§ WHAT YOU HAVE TO DO
Look for "MissingApiKey" in the records and copy every line that has it.

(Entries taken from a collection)

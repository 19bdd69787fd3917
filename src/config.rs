//! Runtime settings.
//!
//! Settings are layered, lowest precedence first:
//! 1. Built-in defaults
//! 2. An optional TOML file, named by `DESKHAND_CONFIG` or found in the
//!    usual places
//! 3. Environment variables (a `.env` file is loaded into the environment by
//!    the binary before this module runs)
//!
//! # Configuration File Format
//!
//! Every key is optional:
//!
//! ```toml
//! base_url = "https://openrouter.ai/api/v1"
//! model = "openai/gpt-4o-mini"
//! base_folder = "/home/hikam/Tugas Hikam"
//! max_pdf_chars = 20000
//! request_timeout_secs = 60
//! system_prompt = "Kamu adalah AI Agent ..."
//! ```

use crate::prompts;
use serde::{Deserialize, Serialize};
use std::fs;
use std::path::{Path, PathBuf};
use std::time::Duration;
use thiserror::Error;
use tracing::debug;

pub const ENV_API_KEY: &str = "OPENROUTER_API_KEY";
pub const ENV_BASE_URL: &str = "OPENROUTER_BASE_URL";
pub const ENV_MODEL: &str = "OPENROUTER_MODEL";
pub const ENV_BASE_FOLDER: &str = "BASE_FOLDER";
pub const ENV_MAX_PDF_CHARS: &str = "MAX_PDF_CHARS";
pub const ENV_REQUEST_TIMEOUT: &str = "REQUEST_TIMEOUT";
pub const ENV_CONFIG_PATH: &str = "DESKHAND_CONFIG";

const DEFAULT_BASE_URL: &str = "https://openrouter.ai/api/v1";
const DEFAULT_MODEL: &str = "openai/gpt-4o-mini";
const DEFAULT_BASE_FOLDER_NAME: &str = "Tugas Hikam";
const DEFAULT_MAX_PDF_CHARS: usize = 20_000;
const DEFAULT_REQUEST_TIMEOUT_SECS: u64 = 60;

/// Errors that can occur while loading settings.
#[derive(Debug, Error)]
pub enum ConfigError {
    /// Configuration file not found at the specified path.
    #[error("Configuration file not found: {}", .0.display())]
    NotFound(PathBuf),
    /// Invalid TOML syntax or structure.
    #[error("Invalid configuration: {0}")]
    Invalid(String),
    /// IO error while reading configuration.
    #[error("IO error reading configuration: {0}")]
    Io(String),
    /// An environment variable holds a value of the wrong shape.
    #[error("Invalid value for {key}: '{value}' is not a whole number")]
    InvalidValue { key: &'static str, value: String },
    /// No API key was configured.
    #[error("OPENROUTER_API_KEY is not set. Set the environment variable or add it to a .env file.")]
    MissingApiKey,
}

/// Settings for one assistant session.
#[derive(Debug, Clone, PartialEq, Serialize, Deserialize)]
#[serde(default)]
pub struct Settings {
    /// Bearer token for the chat endpoint.
    pub api_key: Option<String>,
    /// Endpoint root; requests go to `{base_url}/chat/completions`.
    pub base_url: String,
    /// Model identifier sent with every request.
    pub model: String,
    /// Folder the classifier sorts and PDF names are resolved against.
    pub base_folder: PathBuf,
    /// Maximum number of characters of PDF text embedded in a prompt.
    pub max_pdf_chars: usize,
    /// Per-request timeout in seconds.
    pub request_timeout_secs: u64,
    /// Instruction message prepended to every exchange.
    pub system_prompt: String,
}

impl Default for Settings {
    fn default() -> Self {
        Self {
            api_key: None,
            base_url: DEFAULT_BASE_URL.to_string(),
            model: DEFAULT_MODEL.to_string(),
            base_folder: default_base_folder(),
            max_pdf_chars: DEFAULT_MAX_PDF_CHARS,
            request_timeout_secs: DEFAULT_REQUEST_TIMEOUT_SECS,
            system_prompt: prompts::SYSTEM_PROMPT.to_string(),
        }
    }
}

fn default_base_folder() -> PathBuf {
    match std::env::var_os("HOME") {
        Some(home) => PathBuf::from(home).join(DEFAULT_BASE_FOLDER_NAME),
        None => PathBuf::from(DEFAULT_BASE_FOLDER_NAME),
    }
}

impl Settings {
    /// Loads settings from the config file chain, then the process environment.
    ///
    /// # Errors
    ///
    /// Returns an error if the file named by `DESKHAND_CONFIG` is missing or
    /// malformed, or if a numeric environment variable cannot be parsed.
    pub fn load() -> Result<Self, ConfigError> {
        let lookup = |key: &str| std::env::var(key).ok();
        let mut settings = Self::load_file(config_path_from(lookup).as_deref())?;
        settings.apply_env(lookup)?;
        Ok(settings)
    }

    /// Loads the file layer only.
    ///
    /// Attempts the following in order:
    /// 1. If `config_path` is provided, load from that file
    /// 2. Look for `.deskhandrc.toml` in the current directory
    /// 3. Look for `~/.config/deskhand/config.toml` in the home directory
    /// 4. Fall back to defaults
    pub fn load_file(config_path: Option<&Path>) -> Result<Self, ConfigError> {
        if let Some(path) = config_path {
            return Self::load_from_file(path);
        }

        let local_config = PathBuf::from(".deskhandrc.toml");
        if local_config.exists() {
            return Self::load_from_file(&local_config);
        }

        if let Ok(home) = std::env::var("HOME") {
            let home_config = PathBuf::from(home)
                .join(".config")
                .join("deskhand")
                .join("config.toml");
            if home_config.exists() {
                return Self::load_from_file(&home_config);
            }
        }

        Ok(Self::default())
    }

    fn load_from_file(path: &Path) -> Result<Self, ConfigError> {
        if !path.exists() {
            return Err(ConfigError::NotFound(path.to_path_buf()));
        }

        let content = fs::read_to_string(path).map_err(|e| ConfigError::Io(e.to_string()))?;
        debug!(path = %path.display(), "loaded configuration file");
        Self::from_toml(&content)
    }

    /// Parses settings from TOML text; missing keys keep their defaults.
    pub fn from_toml(content: &str) -> Result<Self, ConfigError> {
        toml::from_str(content).map_err(|e| ConfigError::Invalid(e.to_string()))
    }

    /// Overlays environment variables resolved through `lookup`.
    ///
    /// Unset variables leave the current value alone.
    pub fn apply_env<F>(&mut self, lookup: F) -> Result<(), ConfigError>
    where
        F: Fn(&str) -> Option<String>,
    {
        if let Some(key) = lookup(ENV_API_KEY) {
            self.api_key = Some(key);
        }
        if let Some(url) = lookup(ENV_BASE_URL) {
            self.base_url = url;
        }
        if let Some(model) = lookup(ENV_MODEL) {
            self.model = model;
        }
        if let Some(folder) = lookup(ENV_BASE_FOLDER) {
            self.base_folder = PathBuf::from(folder);
        }
        if let Some(raw) = lookup(ENV_MAX_PDF_CHARS) {
            self.max_pdf_chars = parse_number(ENV_MAX_PDF_CHARS, &raw)?;
        }
        if let Some(raw) = lookup(ENV_REQUEST_TIMEOUT) {
            self.request_timeout_secs = parse_number(ENV_REQUEST_TIMEOUT, &raw)?;
        }
        Ok(())
    }

    /// Returns the API key, treating an empty key as missing.
    pub fn api_key(&self) -> Result<&str, ConfigError> {
        match self.api_key.as_deref() {
            Some(key) if !key.is_empty() => Ok(key),
            _ => Err(ConfigError::MissingApiKey),
        }
    }

    pub fn request_timeout(&self) -> Duration {
        Duration::from_secs(self.request_timeout_secs)
    }
}

/// Returns the config file named by `DESKHAND_CONFIG`, ignoring an empty value.
pub fn config_path_from<F>(lookup: F) -> Option<PathBuf>
where
    F: Fn(&str) -> Option<String>,
{
    lookup(ENV_CONFIG_PATH)
        .filter(|path| !path.trim().is_empty())
        .map(PathBuf::from)
}

fn parse_number<T: std::str::FromStr>(key: &'static str, raw: &str) -> Result<T, ConfigError> {
    raw.trim().parse().map_err(|_| ConfigError::InvalidValue {
        key,
        value: raw.to_string(),
    })
}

§ REPLY TO THE EXERCISE
    MissingApiKey,
            _ => Err(ConfigError::MissingApiKey),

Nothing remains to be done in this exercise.